A multimodal AI model processes and generates more than one type of data — for example, combining text, images, video, and audio within a single system. Unlike models that handle only text or only images, multimodal models can take a video clip as input and produce a text description, or take a text prompt and generate an image.

How does Perceptron Mk1’s pricing compare to GPT-5 and Claude Sonnet 4.5?
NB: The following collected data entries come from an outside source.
//! SQL Server dialect.

use chrono::NaiveDateTime;

use super::{hex_upper, SqlSyntaxProvider};
use crate::definitions::{ColumnDefinition, ColumnType, IndexDefinition, IndexType, SystemMethod};
use crate::provider::DatabaseProvider;

/// SQL Server dialect for migration SQL generation.
#[derive(Debug, Clone, Copy, Default)]
pub struct SqlServerDialect;

impl SqlServerDialect {
    /// Creates a new SQL Server dialect.
    #[must_use]
    pub const fn new() -> Self {
        Self
    }
}

impl SqlSyntaxProvider for SqlServerDialect {
    fn provider(&self) -> DatabaseProvider {
        DatabaseProvider::SqlServer
    }

    fn quote_identifier(&self, name: &str) -> String {
        format!("[{}]", name.replace(']', "]]"))
    }

    fn format_blob(&self, bytes: &[u8]) -> String {
        format!("0x{}", hex_upper(bytes))
    }

    // Unambiguous on every server regardless of language settings.
    fn format_date_time(&self, value: &NaiveDateTime) -> String {
        format!("'{}'", value.format("%Y%m%d %H:%M:%S"))
    }

    fn map_data_type(&self, column_type: &ColumnType) -> String {
        match column_type {
            ColumnType::Smallint => "SMALLINT".to_string(),
            ColumnType::Integer => "INT".to_string(),
            ColumnType::Bigint => "BIGINT".to_string(),
            ColumnType::Real => "REAL".to_string(),
            ColumnType::Double => "FLOAT".to_string(),
            ColumnType::Decimal { precision, scale } => {
                format!("DECIMAL({},{})", precision.unwrap_or(20), scale.unwrap_or(9))
            }
            ColumnType::Char(len) => format!("NCHAR({})", len.unwrap_or(1)),
            ColumnType::Varchar(len) => format!("NVARCHAR({})", len.unwrap_or(255)),
            ColumnType::Text => "NVARCHAR(MAX)".to_string(),
            ColumnType::Blob => "VARBINARY(MAX)".to_string(),
            ColumnType::Date => "DATE".to_string(),
            ColumnType::Time => "TIME".to_string(),
            ColumnType::DateTime => "DATETIME".to_string(),
            ColumnType::DateTimeOffset => "DATETIMEOFFSET(7)".to_string(),
            ColumnType::Boolean => "BIT".to_string(),
            ColumnType::Guid => "UNIQUEIDENTIFIER".to_string(),
            ColumnType::Custom(name) => name.clone(),
        }
    }

    fn format_system_method(&self, method: SystemMethod) -> Option<&'static str> {
        Some(match method {
            SystemMethod::NewGuid => "NEWID()",
            SystemMethod::CurrentDateTime => "GETDATE()",
            SystemMethod::CurrentUtcDateTime => "GETUTCDATE()",
        })
    }

    fn default_value_format(&self) -> &'static str {
        "DEFAULT ({0})"
    }

    fn format_default_constraint(&self, column: &ColumnDefinition) -> String {
        if column.default.is_none() && column.default_constraint_name.is_none() {
            return String::new();
        }
        format!(
            "CONSTRAINT {}",
            self.quote_name(&column.default_constraint_name())
        )
    }

    fn format_identity(&self, column: &ColumnDefinition) -> String {
        if column.identity {
            String::from("IDENTITY(1,1)")
        } else {
            String::new()
        }
    }

    fn index_type_prefix(&self, index: &IndexDefinition) -> String {
        let kind = match index.index_type {
            IndexType::Clustered => "CLUSTERED",
            IndexType::NonClustered => "NONCLUSTERED",
        };
        if index.unique {
            format!("UNIQUE {kind} ")
        } else {
            format!("{kind} ")
        }
    }

    fn drop_index_format(&self) -> &'static str {
        "DROP INDEX {0} ON {1}"
    }

    fn delete_default_constraint_format(&self) -> Option<&'static str> {
        Some("ALTER TABLE {0} DROP CONSTRAINT {2}")
    }

    fn set_default_format(&self) -> Option<&'static str> {
        Some("ALTER TABLE {0} ADD CONSTRAINT {3} DEFAULT ({2}) FOR {1}")
    }

    fn identity_insert_formats(&self) -> Option<(&'static str, &'static str)> {
        Some(("SET IDENTITY_INSERT {0} ON", "SET IDENTITY_INSERT {0} OFF"))
    }

    fn format_table_rename(&self, schema: Option<&str>, old_name: &str, new_name: &str) -> String {
        format!(
            "EXEC sp_rename '{}', '{}'",
            self.escape_string(&self.quote_table(schema, old_name)),
            self.escape_string(new_name)
        )
    }

    fn format_column_rename(
        &self,
        schema: Option<&str>,
        table: &str,
        old_name: &str,
        new_name: &str,
    ) -> String {
        let qualified = format!(
            "{}.{}",
            self.quote_table(schema, table),
            self.quote_identifier(old_name)
        );
        format!(
            "EXEC sp_rename '{}', '{}', 'COLUMN'",
            self.escape_string(&qualified),
            self.escape_string(new_name)
        )
    }
}

#[cfg(test)]
mod tests {
    use super::*;
    use crate::definitions::DefaultValue;
    use crate::value::SqlValue;

    #[test]
    fn test_sqlserver_quoting() {
        let dialect = SqlServerDialect::new();
        assert_eq!(dialect.quote_identifier("Member"), "[Member]");
        assert_eq!(dialect.quote_identifier("odd]name"), "[odd]]name]");
        assert_eq!(dialect.quote_table(Some("dbo"), "Member"), "[dbo].[Member]");
        assert_eq!(dialect.quote_value(&SqlValue::Bool(true)).unwrap(), "1");
        assert_eq!(dialect.quote_value(&SqlValue::Blob(vec![0xAB, 0x01])).unwrap(), "0xAB01");
    }

    #[test]
    fn test_sqlserver_column_with_default_constraint() {
        let dialect = SqlServerDialect::new();
        let mut col = ColumnDefinition::new("created")
            .on_table("Member")
            .with_type(ColumnType::DateTime);
        col.nullable = false;
        col.default = Some(DefaultValue::Method(SystemMethod::CurrentDateTime));

        assert_eq!(
            dialect.column_definition(&col).unwrap(),
            "[created] DATETIME NOT NULL CONSTRAINT [DF_Member_created] DEFAULT (GETDATE())"
        );
    }

    #[test]
    fn test_sqlserver_identity_column() {
        let dialect = SqlServerDialect::new();
        let mut col = ColumnDefinition::new("id").with_type(ColumnType::Integer);
        col.nullable = false;
        col.identity = true;
        assert_eq!(
            dialect.column_definition(&col).unwrap(),
            "[id] INT NOT NULL IDENTITY(1,1)"
        );
    }

    #[test]
    fn test_sqlserver_rename_uses_sp_rename() {
        let dialect = SqlServerDialect::new();
        assert_eq!(
            dialect.format_table_rename(None, "old", "new"),
            "EXEC sp_rename '[old]', 'new'"
        );
        assert_eq!(
            dialect.format_column_rename(None, "t", "a", "b"),
            "EXEC sp_rename '[t].[a]', 'b', 'COLUMN'"
        );
    }
}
According to VentureBeat, Mk1 is priced at $0.15 per million input tokens and $1.50 per million output tokens — approximately 80–90% less than Anthropic’s Claude Sonnet 4.5, OpenAI’s GPT-5, and Google’s Gemini 3.1 Pro. The comparison is based on API pricing at launch and may change as rival models update their pricing tiers.

What makes Thinking Machines’ interaction models different from standard AI chat?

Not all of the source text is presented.